In this year, we analyzed the role of LGR4, which contributed in the generation and maintenance of mammary gland ductal structure, by using epithelial cell-specific lgr4 gene deficient female mice (lgr4^{K5 KO}), and lgr4-EGFP-CreERT2 mutants mice in our project. Resultantly, we’ve found that Lgr4 gene defect caused the decrease in the number of branching structures and impairment in milk production with hypoplasia of alveolar in pregnancy, indicating that LGR4 had an essential role in the structural and functional properties of mammary duct. The flow cytometry analysis using cells prepared from mammary glands of the tissue-specific lgr4 gene deficient mice, showed decreased expression of the marker genes related to undifferentiated state of the mammary epithelial cells. This result indicates that LGR4 contributes to the maintenance of undifferentiated state of mammary epithelial cells.

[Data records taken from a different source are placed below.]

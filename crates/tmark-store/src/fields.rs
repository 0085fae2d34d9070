//! Custom field catalog repo.

use sqlx::postgres::PgRow;
use sqlx::{PgConnection, PgPool, Row};
use uuid::Uuid;

use tmark_models::{CustomField, FieldConfig, FieldType};

use crate::error::{or_not_found, StoreError, StoreResult};
use crate::videos::decode;

pub(crate) fn row_to_field(row: &PgRow) -> StoreResult<CustomField> {
    let field_type: String = row.get("field_type");
    let field_type = field_type.parse::<FieldType>().map_err(decode)?;
    let config: serde_json::Value = row.get("config");

    Ok(CustomField {
        id: row.get("id"),
        list_id: row.get("list_id"),
        name: row.get("name"),
        config: FieldConfig::from_parts(field_type, &config)
            .map_err(|e| decode(e.to_string()))?,
        created_at: row.get("created_at"),
    })
}

const FIELD_COLUMNS: &str = "id, list_id, name, field_type, config, created_at";

/// Create a field in a list.
///
/// The config blob is validated against the declared type before anything is
/// written. A case-insensitive name collision returns the existing field.
pub async fn create(
    pool: &PgPool,
    list_id: Uuid,
    name: &str,
    field_type: FieldType,
    config: &serde_json::Value,
) -> StoreResult<CustomField> {
    let config = FieldConfig::from_parts(field_type, config)?;

    if let Some(existing) = check_duplicate(pool, list_id, name).await? {
        return Err(StoreError::DuplicateName {
            existing: Box::new(existing),
        });
    }

    let insert = sqlx::query(&format!(
        r#"
        INSERT INTO custom_fields (id, list_id, name, field_type, config)
        VALUES ($1, $2, $3, $4, $5)
        RETURNING {FIELD_COLUMNS}
        "#
    ))
    .bind(Uuid::new_v4())
    .bind(list_id)
    .bind(name)
    .bind(field_type.as_str())
    .bind(config.to_json())
    .fetch_one(pool)
    .await;

    match insert {
        Ok(row) => row_to_field(&row),
        // Raced with a concurrent create of the same name.
        Err(sqlx::Error::Database(db)) if db.code().as_deref() == Some("23505") => {
            match check_duplicate(pool, list_id, name).await? {
                Some(existing) => Err(StoreError::DuplicateName {
                    existing: Box::new(existing),
                }),
                None => Err(StoreError::Database(sqlx::Error::Database(db))),
            }
        }
        Err(e) => Err(StoreError::Database(e)),
    }
}

/// Case-insensitive duplicate probe for inline creation UIs.
pub async fn check_duplicate(
    pool: &PgPool,
    list_id: Uuid,
    name: &str,
) -> StoreResult<Option<CustomField>> {
    let row = sqlx::query(&format!(
        "SELECT {FIELD_COLUMNS} FROM custom_fields WHERE list_id = $1 AND lower(name) = lower($2)"
    ))
    .bind(list_id)
    .bind(name)
    .fetch_optional(pool)
    .await?;
    row.as_ref().map(row_to_field).transpose()
}

/// Fetch one field of a list.
pub async fn get(pool: &PgPool, list_id: Uuid, field_id: Uuid) -> StoreResult<CustomField> {
    let row = sqlx::query(&format!(
        "SELECT {FIELD_COLUMNS} FROM custom_fields WHERE id = $1 AND list_id = $2"
    ))
    .bind(field_id)
    .bind(list_id)
    .fetch_one(pool)
    .await
    .map_err(|e| or_not_found(e, "field"))?;
    row_to_field(&row)
}

/// All fields of a list, oldest first.
pub async fn list_for_list(pool: &PgPool, list_id: Uuid) -> StoreResult<Vec<CustomField>> {
    let rows = sqlx::query(&format!(
        "SELECT {FIELD_COLUMNS} FROM custom_fields WHERE list_id = $1 ORDER BY created_at"
    ))
    .bind(list_id)
    .fetch_all(pool)
    .await?;
    rows.iter().map(row_to_field).collect()
}

/// Update a field's name and/or config.
///
/// Destructive changes (type change with stored values, removing a select
/// option in use, lowering `max_rating` below stored values, shortening
/// `max_length` below stored values) require `confirm` and are applied
/// atomically with the config write: values are converted or cleared in the
/// same transaction, or nothing changes at all.
pub async fn update(
    pool: &PgPool,
    list_id: Uuid,
    field_id: Uuid,
    new_name: Option<&str>,
    new_type: Option<FieldType>,
    new_config: Option<&serde_json::Value>,
    confirm: bool,
) -> StoreResult<CustomField> {
    let mut tx = pool.begin().await?;

    let row = sqlx::query(&format!(
        "SELECT {FIELD_COLUMNS} FROM custom_fields WHERE id = $1 AND list_id = $2 FOR UPDATE"
    ))
    .bind(field_id)
    .bind(list_id)
    .fetch_one(&mut *tx)
    .await
    .map_err(|e| or_not_found(e, "field"))?;
    let current = row_to_field(&row)?;

    let name = new_name.unwrap_or(&current.name);
    if !name.eq_ignore_ascii_case(&current.name) {
        let dup = sqlx::query(&format!(
            r#"
            SELECT {FIELD_COLUMNS} FROM custom_fields
            WHERE list_id = $1 AND lower(name) = lower($2) AND id <> $3
            "#
        ))
        .bind(list_id)
        .bind(name)
        .bind(field_id)
        .fetch_optional(&mut *tx)
        .await?;
        if let Some(dup) = dup {
            return Err(StoreError::DuplicateName {
                existing: Box::new(row_to_field(&dup)?),
            });
        }
    }

    let target_type = new_type.unwrap_or_else(|| current.field_type());
    let config = match (target_type == current.field_type(), new_config) {
        (true, None) => current.config.clone(),
        (true, Some(raw)) => FieldConfig::from_parts(target_type, raw)?,
        // Type change: the new type needs its own config shape; absent means
        // the empty object (fine for text/boolean, rejected for select).
        (false, raw) => {
            FieldConfig::from_parts(target_type, raw.unwrap_or(&serde_json::json!({})))?
        }
    };

    if target_type != current.field_type() {
        apply_type_change(&mut tx, field_id, confirm).await?;
    } else {
        apply_config_narrowing(&mut tx, field_id, &current.config, &config, confirm).await?;
    }

    let updated = sqlx::query(&format!(
        r#"
        UPDATE custom_fields
        SET name = $3, field_type = $4, config = $5
        WHERE id = $1 AND list_id = $2
        RETURNING {FIELD_COLUMNS}
        "#
    ))
    .bind(field_id)
    .bind(list_id)
    .bind(name)
    .bind(target_type.as_str())
    .bind(config.to_json())
    .fetch_one(&mut *tx)
    .await?;

    let updated = row_to_field(&updated)?;
    tx.commit().await?;
    Ok(updated)
}

/// Clearing stored values on a type change requires confirmation.
async fn apply_type_change(
    tx: &mut PgConnection,
    field_id: Uuid,
    confirm: bool,
) -> StoreResult<()> {
    let count = value_count(tx, field_id).await?;
    if count == 0 {
        return Ok(());
    }
    if !confirm {
        return Err(StoreError::ConfirmationRequired {
            action: format!("changing the type of a field with {count} stored values"),
        });
    }
    sqlx::query("DELETE FROM video_field_values WHERE field_id = $1")
        .bind(field_id)
        .execute(tx)
        .await?;
    Ok(())
}

/// Same-type config updates that would strand stored values require
/// confirmation; confirmed updates convert or clear in the same transaction.
async fn apply_config_narrowing(
    tx: &mut PgConnection,
    field_id: Uuid,
    old: &FieldConfig,
    new: &FieldConfig,
    confirm: bool,
) -> StoreResult<()> {
    match (old, new) {
        (FieldConfig::Select { options: before }, FieldConfig::Select { options: after }) => {
            let removed: Vec<&String> =
                before.iter().filter(|o| !after.contains(*o)).collect();
            if removed.is_empty() {
                return Ok(());
            }
            let removed: Vec<String> = removed.into_iter().cloned().collect();
            let count: i64 = sqlx::query(
                "SELECT count(*) AS n FROM video_field_values WHERE field_id = $1 AND value_text = ANY($2)",
            )
            .bind(field_id)
            .bind(&removed)
            .fetch_one(&mut *tx)
            .await?
            .get("n");
            if count == 0 {
                return Ok(());
            }
            if !confirm {
                return Err(StoreError::ConfirmationRequired {
                    action: format!("removing select options used by {count} values"),
                });
            }
            sqlx::query(
                "DELETE FROM video_field_values WHERE field_id = $1 AND value_text = ANY($2)",
            )
            .bind(field_id)
            .bind(&removed)
            .execute(&mut *tx)
            .await?;
        }
        (
            FieldConfig::Rating { max_rating: before },
            FieldConfig::Rating { max_rating: after },
        ) if after < before => {
            let max = f64::from(*after);
            let count: i64 = sqlx::query(
                "SELECT count(*) AS n FROM video_field_values WHERE field_id = $1 AND value_numeric > $2",
            )
            .bind(field_id)
            .bind(max)
            .fetch_one(&mut *tx)
            .await?
            .get("n");
            if count == 0 {
                return Ok(());
            }
            if !confirm {
                return Err(StoreError::ConfirmationRequired {
                    action: format!("lowering max_rating below {count} stored values"),
                });
            }
            sqlx::query(
                "UPDATE video_field_values SET value_numeric = $2, updated_at = now() WHERE field_id = $1 AND value_numeric > $2",
            )
            .bind(field_id)
            .bind(max)
            .execute(&mut *tx)
            .await?;
        }
        (
            FieldConfig::Text { max_length: before },
            FieldConfig::Text { max_length: Some(after) },
        ) if before.map(|b| *after < b).unwrap_or(true) => {
            let max = i32::try_from(*after).unwrap_or(i32::MAX);
            let count: i64 = sqlx::query(
                "SELECT count(*) AS n FROM video_field_values WHERE field_id = $1 AND char_length(value_text) > $2",
            )
            .bind(field_id)
            .bind(max)
            .fetch_one(&mut *tx)
            .await?
            .get("n");
            if count == 0 {
                return Ok(());
            }
            if !confirm {
                return Err(StoreError::ConfirmationRequired {
                    action: format!("shortening max_length would truncate {count} values"),
                });
            }
            sqlx::query(
                "UPDATE video_field_values SET value_text = left(value_text, $2), updated_at = now() WHERE field_id = $1 AND char_length(value_text) > $2",
            )
            .bind(field_id)
            .bind(max)
            .execute(&mut *tx)
            .await?;
        }
        _ => {}
    }
    Ok(())
}

async fn value_count(tx: &mut PgConnection, field_id: Uuid) -> StoreResult<i64> {
    let row = sqlx::query("SELECT count(*) AS n FROM video_field_values WHERE field_id = $1")
        .bind(field_id)
        .fetch_one(tx)
        .await?;
    Ok(row.get("n"))
}

/// Delete a field. Blocked while any schema or value references it; the
/// error names the referents.
pub async fn delete(pool: &PgPool, list_id: Uuid, field_id: Uuid) -> StoreResult<()> {
    let mut tx = pool.begin().await?;

    // Existence check scoped to the list.
    sqlx::query("SELECT 1 FROM custom_fields WHERE id = $1 AND list_id = $2")
        .bind(field_id)
        .bind(list_id)
        .fetch_one(&mut *tx)
        .await
        .map_err(|e| or_not_found(e, "field"))?;

    let schema_names: Vec<String> = sqlx::query(
        r#"
        SELECT fs.name FROM schema_fields sf
        JOIN field_schemas fs ON fs.id = sf.schema_id
        WHERE sf.field_id = $1
        ORDER BY fs.name
        "#,
    )
    .bind(field_id)
    .fetch_all(&mut *tx)
    .await?
    .iter()
    .map(|row| row.get::<String, _>("name"))
    .collect();

    let values = value_count(&mut tx, field_id).await?;

    if !schema_names.is_empty() || values > 0 {
        let mut references: Vec<String> = schema_names
            .into_iter()
            .map(|n| format!("schema '{n}'"))
            .collect();
        if values > 0 {
            references.push(format!("{values} stored values"));
        }
        return Err(StoreError::FieldInUse { references });
    }

    sqlx::query("DELETE FROM custom_fields WHERE id = $1")
        .bind(field_id)
        .execute(&mut *tx)
        .await?;

    tx.commit().await?;
    Ok(())
}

In addition, we tried the 3D culture of mammary epithelial cells. By this in vitro experiment, we obtained interesting results that suggested that several soluble factors involved in Wnt signaling might regulate the tubular structural formation in the mammary-like organoids.

On the other hand, we found that lgr4^{K5 KO} female showed the subfertily with the impaired formation of the uterine gland, which is the micro-tubular tissue in uterine epithelium. This study implies that Wnt/Rspo/LGR4 signaling is also playing important roles in the development of glandular tissue in uterine epithelium, and we published these data in FASEB Journal in 2013.